//! Entity pool endpoints: individuals and organizations (staff only)

use axum::{
    extract::{Multipart, Path, State},
    http::StatusCode,
    routing::{get, post},
    Router,
};
use tracing::info;
use validator::Validate;

use super::{parse_uuid, uploads::read_upload};
use crate::{
    db::{IndividualRepository, OrganizationRepository},
    models::{
        EntitiesOverview, Individual, IndividualRequest, IndividualSummary, Organization,
        OrganizationRequest, OrganizationSummary, UploadPrefix,
    },
    utils::{AppError, AppResult, Json},
    AppState,
};

pub fn routes() -> Router<AppState> {
    Router::new()
        .route("/entities/", get(entities_overview))
        .route(
            "/individuals/",
            get(list_individuals).post(create_individual),
        )
        .route(
            "/individuals/{id}/",
            get(get_individual)
                .put(update_individual)
                .delete(delete_individual),
        )
        .route("/individuals/{id}/photo/", post(upload_individual_photo))
        .route(
            "/organizations/",
            get(list_organizations).post(create_organization),
        )
        .route(
            "/organizations/{id}/",
            get(get_organization)
                .put(update_organization)
                .delete(delete_organization),
        )
        .route("/organizations/{id}/logo/", post(upload_organization_logo))
}

/// GET /admin/api/entities/
///
/// Most recent individuals and organizations, newest first.
async fn entities_overview(State(state): State<AppState>) -> AppResult<Json<EntitiesOverview>> {
    let limit = Some(state.config.dashboard.recent_entities);
    let individuals = IndividualRepository::new(&state.db).list(limit).await?;
    let organizations = OrganizationRepository::new(&state.db).list(limit).await?;

    Ok(Json(EntitiesOverview {
        individuals: individuals.iter().map(IndividualSummary::from).collect(),
        organizations: organizations.iter().map(OrganizationSummary::from).collect(),
    }))
}

async fn list_individuals(State(state): State<AppState>) -> AppResult<Json<Vec<Individual>>> {
    Ok(Json(IndividualRepository::new(&state.db).list(None).await?))
}

async fn get_individual(
    State(state): State<AppState>,
    Path(id): Path<String>,
) -> AppResult<Json<Individual>> {
    let id = parse_uuid(&id, "individual")?;
    IndividualRepository::new(&state.db)
        .get_by_id(id)
        .await?
        .map(Json)
        .ok_or_else(|| AppError::not_found("Individual not found"))
}

async fn create_individual(
    State(state): State<AppState>,
    Json(payload): Json<IndividualRequest>,
) -> AppResult<(StatusCode, Json<Individual>)> {
    payload.validate()?;
    let individual = IndividualRepository::new(&state.db).create(&payload).await?;
    info!(individual_id = %individual.id, "Individual created");
    Ok((StatusCode::CREATED, Json(individual)))
}

async fn update_individual(
    State(state): State<AppState>,
    Path(id): Path<String>,
    Json(payload): Json<IndividualRequest>,
) -> AppResult<Json<Individual>> {
    let id = parse_uuid(&id, "individual")?;
    payload.validate()?;
    IndividualRepository::new(&state.db)
        .update(id, &payload)
        .await?
        .map(Json)
        .ok_or_else(|| AppError::not_found("Individual not found"))
}

async fn delete_individual(
    State(state): State<AppState>,
    Path(id): Path<String>,
) -> AppResult<StatusCode> {
    let id = parse_uuid(&id, "individual")?;
    let repo = IndividualRepository::new(&state.db);
    let individual = repo
        .get_by_id(id)
        .await?
        .ok_or_else(|| AppError::not_found("Individual not found"))?;

    repo.delete(id).await?;
    if let Some(photo) = individual.photo {
        state.media.remove(&photo).await;
    }
    info!(individual_id = %id, "Individual deleted");
    Ok(StatusCode::NO_CONTENT)
}

/// POST /admin/api/individuals/{id}/photo/
async fn upload_individual_photo(
    State(state): State<AppState>,
    Path(id): Path<String>,
    mut multipart: Multipart,
) -> AppResult<Json<Individual>> {
    let id = parse_uuid(&id, "individual")?;
    let repo = IndividualRepository::new(&state.db);
    if repo.get_by_id(id).await?.is_none() {
        return Err(AppError::not_found("Individual not found"));
    }

    let upload = read_upload(&mut multipart, state.media.max_upload_bytes()).await?;
    let path = state
        .media
        .store(UploadPrefix::IndividualPhotos, &upload.file_name, &upload.bytes)
        .await?;

    match repo.set_photo(id, &path).await? {
        Some(previous) => {
            if let Some(previous) = previous {
                state.media.remove(&previous).await;
            }
        }
        None => {
            state.media.remove(&path).await;
            return Err(AppError::not_found("Individual not found"));
        }
    }

    repo.get_by_id(id)
        .await?
        .map(Json)
        .ok_or_else(|| AppError::not_found("Individual not found"))
}

async fn list_organizations(State(state): State<AppState>) -> AppResult<Json<Vec<Organization>>> {
    Ok(Json(OrganizationRepository::new(&state.db).list(None).await?))
}

async fn get_organization(
    State(state): State<AppState>,
    Path(id): Path<String>,
) -> AppResult<Json<Organization>> {
    let id = parse_uuid(&id, "organization")?;
    OrganizationRepository::new(&state.db)
        .get_by_id(id)
        .await?
        .map(Json)
        .ok_or_else(|| AppError::not_found("Organization not found"))
}

async fn create_organization(
    State(state): State<AppState>,
    Json(payload): Json<OrganizationRequest>,
) -> AppResult<(StatusCode, Json<Organization>)> {
    payload.validate()?;
    let org = OrganizationRepository::new(&state.db).create(&payload).await?;
    info!(organization_id = %org.id, name = %org.name, "Organization created");
    Ok((StatusCode::CREATED, Json(org)))
}

async fn update_organization(
    State(state): State<AppState>,
    Path(id): Path<String>,
    Json(payload): Json<OrganizationRequest>,
) -> AppResult<Json<Organization>> {
    let id = parse_uuid(&id, "organization")?;
    payload.validate()?;
    OrganizationRepository::new(&state.db)
        .update(id, &payload)
        .await?
        .map(Json)
        .ok_or_else(|| AppError::not_found("Organization not found"))
}

async fn delete_organization(
    State(state): State<AppState>,
    Path(id): Path<String>,
) -> AppResult<StatusCode> {
    let id = parse_uuid(&id, "organization")?;
    let repo = OrganizationRepository::new(&state.db);
    let org = repo
        .get_by_id(id)
        .await?
        .ok_or_else(|| AppError::not_found("Organization not found"))?;

    repo.delete(id).await?;
    if let Some(logo) = org.logo {
        state.media.remove(&logo).await;
    }
    info!(organization_id = %id, "Organization deleted");
    Ok(StatusCode::NO_CONTENT)
}

/// POST /admin/api/organizations/{id}/logo/
async fn upload_organization_logo(
    State(state): State<AppState>,
    Path(id): Path<String>,
    mut multipart: Multipart,
) -> AppResult<Json<Organization>> {
    let id = parse_uuid(&id, "organization")?;
    let repo = OrganizationRepository::new(&state.db);
    if repo.get_by_id(id).await?.is_none() {
        return Err(AppError::not_found("Organization not found"));
    }

    let upload = read_upload(&mut multipart, state.media.max_upload_bytes()).await?;
    let path = state
        .media
        .store(UploadPrefix::OrganizationLogos, &upload.file_name, &upload.bytes)
        .await?;

    match repo.set_logo(id, &path).await? {
        Some(previous) => {
            if let Some(previous) = previous {
                state.media.remove(&previous).await;
            }
        }
        None => {
            state.media.remove(&path).await;
            return Err(AppError::not_found("Organization not found"));
        }
    }

    repo.get_by_id(id)
        .await?
        .map(Json)
        .ok_or_else(|| AppError::not_found("Organization not found"))
}
//! Reservation request and review tests

use chrono::{Duration, Utc};
use serde_json::{json, Value};

use suitehub::{db::ReservationRepository, models::ReservationStatus};

use crate::common::{
    ids::UNKNOWN_ID, ReservationFactory, ReservationFixtures, TestApp, VenueFactory,
};

#[tokio::test]
async fn test_request_is_stored_as_pending() {
    let app = TestApp::new().await;
    let venue = VenueFactory::create(&app).await;

    let response = app
        .post_json(
            "/events/reservations/create/",
            ReservationFixtures::for_venue(venue.id, 5),
        )
        .await;
    response.assert_created();

    let json: Value = response.json();
    assert_eq!(json["status"], "pending");
    assert_eq!(json["organization"], "Riverside Makers");
    assert_eq!(json["duration_hours"], 2.5);
    assert_eq!(json["min_people"], 10);
    assert_eq!(json["venue_name"], venue.name.as_str());
    assert!(json["end_datetime"].is_string());
}

#[tokio::test]
async fn test_inverted_headcount_rejected_and_nothing_stored() {
    let app = TestApp::new().await;

    let response = app
        .post_json(
            "/events/reservations/create/",
            ReservationFixtures::inverted_headcount(),
        )
        .await;
    response.assert_bad_request();
    assert_eq!(
        response.error_message(),
        "Minimum people cannot exceed maximum people"
    );

    let stored = ReservationRepository::new(&app.state.db)
        .list_recent(10)
        .await
        .unwrap();
    assert!(stored.is_empty());
}

#[tokio::test]
async fn test_unparseable_fields_rejected() {
    let app = TestApp::new().await;

    let mut body = ReservationFixtures::request(3);
    body["start_datetime"] = json!("next tuesday");
    let response = app.post_json("/events/reservations/create/", body).await;
    response.assert_bad_request();
    assert!(response.error_message().starts_with("Invalid start date/time"));

    let mut body = ReservationFixtures::request(3);
    body["duration_hours"] = json!("0");
    app.post_json("/events/reservations/create/", body)
        .await
        .assert_bad_request();

    let mut body = ReservationFixtures::request(3);
    body["organization"] = json!("   ");
    let response = app.post_json("/events/reservations/create/", body).await;
    response.assert_bad_request();
    assert_eq!(
        response.error_message(),
        "Missing required field: organization"
    );
}

#[tokio::test]
async fn test_out_of_range_duration_rejected_and_staff_list_still_loads() {
    let app = TestApp::new().await;
    let token = app.staff_token().await;

    for duration in [json!("1e12"), json!(1e12), json!("9000")] {
        let mut body = ReservationFixtures::request(3);
        body["duration_hours"] = duration;
        let response = app.post_json("/events/reservations/create/", body).await;
        response.assert_bad_request();
        assert!(response.error_message().starts_with("Duration cannot exceed"));
    }

    let stored = ReservationRepository::new(&app.state.db)
        .list_recent(10)
        .await
        .unwrap();
    assert!(stored.is_empty());

    app.get_with_auth("/admin/api/reservations/", &token)
        .await
        .assert_ok();
}

#[tokio::test]
async fn test_numeric_fields_accept_json_numbers() {
    let app = TestApp::new().await;

    let mut body = ReservationFixtures::request(3);
    body["duration_hours"] = json!(3);
    body["max_people"] = json!(25);
    let response = app.post_json("/events/reservations/create/", body).await;
    response.assert_created();
    let json: Value = response.json();
    assert_eq!(json["max_people"], 25);
}

#[tokio::test]
async fn test_unknown_venue_rejected() {
    let app = TestApp::new().await;
    app.post_json(
        "/events/reservations/create/",
        ReservationFixtures::for_venue(UNKNOWN_ID, 3),
    )
    .await
    .assert_bad_request();
}

#[tokio::test]
async fn test_public_list_shows_only_upcoming_approved() {
    let app = TestApp::new().await;

    let visible = ReservationFactory::new()
        .with_status(ReservationStatus::Approved)
        .create(&app)
        .await;
    ReservationFactory::new().create(&app).await;
    ReservationFactory::new()
        .with_status(ReservationStatus::Rejected)
        .create(&app)
        .await;
    ReservationFactory::new()
        .with_status(ReservationStatus::Approved)
        .starting(Utc::now() - Duration::days(2))
        .create(&app)
        .await;

    let response = app.get("/events/reservations/").await;
    response.assert_ok();
    let list: Vec<Value> = response.json();
    assert_eq!(list.len(), 1);
    assert_eq!(list[0]["id"], visible.id.to_string());
}

#[tokio::test]
async fn test_public_list_ordered_by_start() {
    let app = TestApp::new().await;

    let later = ReservationFactory::new()
        .with_status(ReservationStatus::Approved)
        .starting(Utc::now() + Duration::days(10))
        .create(&app)
        .await;
    let sooner = ReservationFactory::new()
        .with_status(ReservationStatus::Approved)
        .starting(Utc::now() + Duration::days(1))
        .create(&app)
        .await;

    let list: Vec<Value> = app.get("/events/reservations/").await.json();
    let ids: Vec<String> = list
        .iter()
        .map(|r| r["id"].as_str().unwrap().to_string())
        .collect();
    assert_eq!(ids, vec![sooner.id.to_string(), later.id.to_string()]);
}

#[tokio::test]
async fn test_public_detail_hides_unapproved() {
    let app = TestApp::new().await;
    let pending = ReservationFactory::new().create(&app).await;
    let approved = ReservationFactory::new()
        .with_status(ReservationStatus::Approved)
        .create(&app)
        .await;

    app.get(&format!("/events/reservations/{}/", pending.id))
        .await
        .assert_not_found();
    app.get("/events/reservations/garbage/")
        .await
        .assert_not_found();

    let response = app
        .get(&format!("/events/reservations/{}/", approved.id))
        .await;
    response.assert_ok();
    let json: Value = response.json();
    assert_eq!(json["status"], "approved");
}

#[tokio::test]
async fn test_staff_approves_request() {
    let app = TestApp::new().await;
    let token = app.staff_token().await;
    let reservation = ReservationFactory::new().create(&app).await;

    let response = app
        .post_json_with_auth(
            "/admin/api/reservation/status/",
            json!({ "reservation_id": reservation.id.to_string(), "status": "approved" }),
            &token,
        )
        .await;
    response.assert_ok();
    let json: Value = response.json();
    assert_eq!(json["success"], true);
    assert_eq!(json["status"], "approved");

    app.get(&format!("/events/reservations/{}/", reservation.id))
        .await
        .assert_ok();
}

#[tokio::test]
async fn test_status_can_move_back_to_pending() {
    let app = TestApp::new().await;
    let token = app.staff_token().await;
    let reservation = ReservationFactory::new()
        .with_status(ReservationStatus::Cancelled)
        .create(&app)
        .await;

    app.post_json_with_auth(
        "/admin/api/reservation/status/",
        json!({ "reservation_id": reservation.id.to_string(), "status": "pending" }),
        &token,
    )
    .await
    .assert_ok();

    let (stored, _) = ReservationRepository::new(&app.state.db)
        .get_by_id(reservation.id)
        .await
        .unwrap()
        .unwrap();
    assert_eq!(stored.status, ReservationStatus::Pending);
}

#[tokio::test]
async fn test_status_update_errors() {
    let app = TestApp::new().await;
    let token = app.staff_token().await;
    let reservation = ReservationFactory::new().create(&app).await;

    let response = app
        .post_json_with_auth(
            "/admin/api/reservation/status/",
            json!({ "status": "approved" }),
            &token,
        )
        .await;
    response.assert_bad_request();
    assert_eq!(response.error_message(), "Missing required fields");

    app.post_json_with_auth(
        "/admin/api/reservation/status/",
        json!({ "reservation_id": reservation.id.to_string(), "status": "maybe" }),
        &token,
    )
    .await
    .assert_bad_request();

    let response = app
        .post_json_with_auth(
            "/admin/api/reservation/status/",
            json!({ "reservation_id": UNKNOWN_ID.to_string(), "status": "approved" }),
            &token,
        )
        .await;
    response.assert_not_found();
    assert_eq!(response.error_message(), "Reservation not found");

    // Wrongly typed fields are rejected in the same envelope
    let response = app
        .post_json_with_auth(
            "/admin/api/reservation/status/",
            json!({ "reservation_id": 42, "status": "approved" }),
            &token,
        )
        .await;
    response.assert_bad_request();
    assert!(!response.error_message().is_empty());
}

#[tokio::test]
async fn test_status_update_is_staff_only() {
    let app = TestApp::new().await;
    let (_, token) = app.user_with_token().await;
    let reservation = ReservationFactory::new().create(&app).await;

    app.post_json_with_auth(
        "/admin/api/reservation/status/",
        json!({ "reservation_id": reservation.id.to_string(), "status": "approved" }),
        &token,
    )
    .await
    .assert_forbidden();
}

#[tokio::test]
async fn test_staff_review_list_includes_every_status() {
    let app = TestApp::new().await;
    let token = app.staff_token().await;
    let venue = VenueFactory::create(&app).await;

    ReservationFactory::new().at_venue(venue.id).create(&app).await;
    ReservationFactory::new()
        .with_status(ReservationStatus::Rejected)
        .create(&app)
        .await;

    let response = app.get_with_auth("/admin/api/reservations/", &token).await;
    response.assert_ok();
    let list: Vec<Value> = response.json();
    assert_eq!(list.len(), 2);
    assert!(list.iter().any(|r| r["venue"] == venue.name.as_str()));
}
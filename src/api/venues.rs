//! Venue management endpoints (staff only)

use axum::{
    extract::{Multipart, Path, State},
    http::StatusCode,
    routing::{delete, get},
    Router,
};
use tracing::info;
use validator::Validate;

use super::{parse_uuid, uploads};
use crate::{
    db::{PhotoRepository, VenueRepository},
    models::{Photo, PhotoOwner, Venue, VenueDetail, VenueRequest, VenueSummary},
    utils::{AppError, AppResult, Json},
    AppState,
};

pub fn routes() -> Router<AppState> {
    Router::new()
        .route("/venues/", get(list_venues).post(create_venue))
        .route(
            "/venues/{id}/",
            get(get_venue).put(update_venue).delete(delete_venue),
        )
        .route("/venues/{id}/photos/", get(list_photos).post(upload_photo))
        .route("/venues/{id}/photos/{photo_id}/", delete(delete_photo))
}

/// GET /admin/api/venues/
///
/// Every venue with its responsible person and photo/reservation counts.
async fn list_venues(State(state): State<AppState>) -> AppResult<Json<Vec<VenueSummary>>> {
    Ok(Json(VenueRepository::new(&state.db).list_summaries().await?))
}

async fn get_venue(
    State(state): State<AppState>,
    Path(id): Path<String>,
) -> AppResult<Json<VenueDetail>> {
    let id = parse_uuid(&id, "venue")?;
    let venue = VenueRepository::new(&state.db)
        .get_by_id(id)
        .await?
        .ok_or_else(|| AppError::not_found("Venue not found"))?;
    let photos = PhotoRepository::new(&state.db, PhotoOwner::Venue)
        .list(id)
        .await?;

    Ok(Json(VenueDetail { venue, photos }))
}

async fn create_venue(
    State(state): State<AppState>,
    Json(payload): Json<VenueRequest>,
) -> AppResult<(StatusCode, Json<Venue>)> {
    payload.validate()?;
    let venue = VenueRepository::new(&state.db).create(&payload).await?;
    info!(venue_id = %venue.id, name = %venue.name, "Venue created");
    Ok((StatusCode::CREATED, Json(venue)))
}

async fn update_venue(
    State(state): State<AppState>,
    Path(id): Path<String>,
    Json(payload): Json<VenueRequest>,
) -> AppResult<Json<Venue>> {
    let id = parse_uuid(&id, "venue")?;
    payload.validate()?;
    VenueRepository::new(&state.db)
        .update(id, &payload)
        .await?
        .map(Json)
        .ok_or_else(|| AppError::not_found("Venue not found"))
}

async fn delete_venue(
    State(state): State<AppState>,
    Path(id): Path<String>,
) -> AppResult<StatusCode> {
    let id = parse_uuid(&id, "venue")?;
    let photos = PhotoRepository::new(&state.db, PhotoOwner::Venue)
        .list(id)
        .await?;

    if !VenueRepository::new(&state.db).delete(id).await? {
        return Err(AppError::not_found("Venue not found"));
    }

    for photo in photos {
        state.media.remove(&photo.path).await;
    }
    info!(venue_id = %id, "Venue deleted");
    Ok(StatusCode::NO_CONTENT)
}

async fn list_photos(
    State(state): State<AppState>,
    Path(id): Path<String>,
) -> AppResult<Json<Vec<Photo>>> {
    let id = parse_uuid(&id, "venue")?;
    Ok(Json(
        PhotoRepository::new(&state.db, PhotoOwner::Venue)
            .list(id)
            .await?,
    ))
}

/// POST /admin/api/venues/{id}/photos/ (at most six per venue)
async fn upload_photo(
    State(state): State<AppState>,
    Path(id): Path<String>,
    multipart: Multipart,
) -> AppResult<(StatusCode, Json<Photo>)> {
    let id = parse_uuid(&id, "venue")?;
    uploads::add_photo(&state, PhotoOwner::Venue, id, multipart).await
}

async fn delete_photo(
    State(state): State<AppState>,
    Path((id, photo_id)): Path<(String, String)>,
) -> AppResult<StatusCode> {
    let id = parse_uuid(&id, "venue")?;
    let photo_id = parse_uuid(&photo_id, "photo")?;
    uploads::remove_photo(&state, PhotoOwner::Venue, id, photo_id).await
}
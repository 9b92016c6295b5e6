//! SuiteHub library
//!
//! Venue reservations, events, suite contracts and the staff dashboard
//! behind a JSON API.

use std::sync::Arc;

pub mod api;
pub mod config;
pub mod db;
pub mod middleware;
pub mod models;
pub mod services;
pub mod utils;

pub use config::AppConfig;
pub use db::DbPool;
pub use middleware::{auth_middleware, AuthUser, Claims};
use services::{ChatService, MediaStore, SystemMonitor};

/// Application state shared across handlers
#[derive(Clone)]
pub struct AppState {
    /// Application configuration
    pub config: AppConfig,
    /// Database connection pool
    pub db: DbPool,
    /// Chat completion proxy
    pub chat: ChatService,
    /// Host metrics sampler for the status page
    pub system_monitor: Arc<SystemMonitor>,
    /// Uploaded file storage
    pub media: MediaStore,
}

impl AppState {
    /// Build state from configuration and an open pool
    pub fn new(config: AppConfig, db: DbPool) -> anyhow::Result<Self> {
        let chat = ChatService::from_config(&config.chat)?;
        let media = MediaStore::new(&config.media);
        Ok(Self {
            config,
            db,
            chat,
            system_monitor: Arc::new(SystemMonitor::new()),
            media,
        })
    }
}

+--

**BRIEF:** When a line in the records above contains the word "services", copy it.

**WRITTEN SOLUTION:**
pub mod services;
use services::{ChatService, MediaStore, SystemMonitor};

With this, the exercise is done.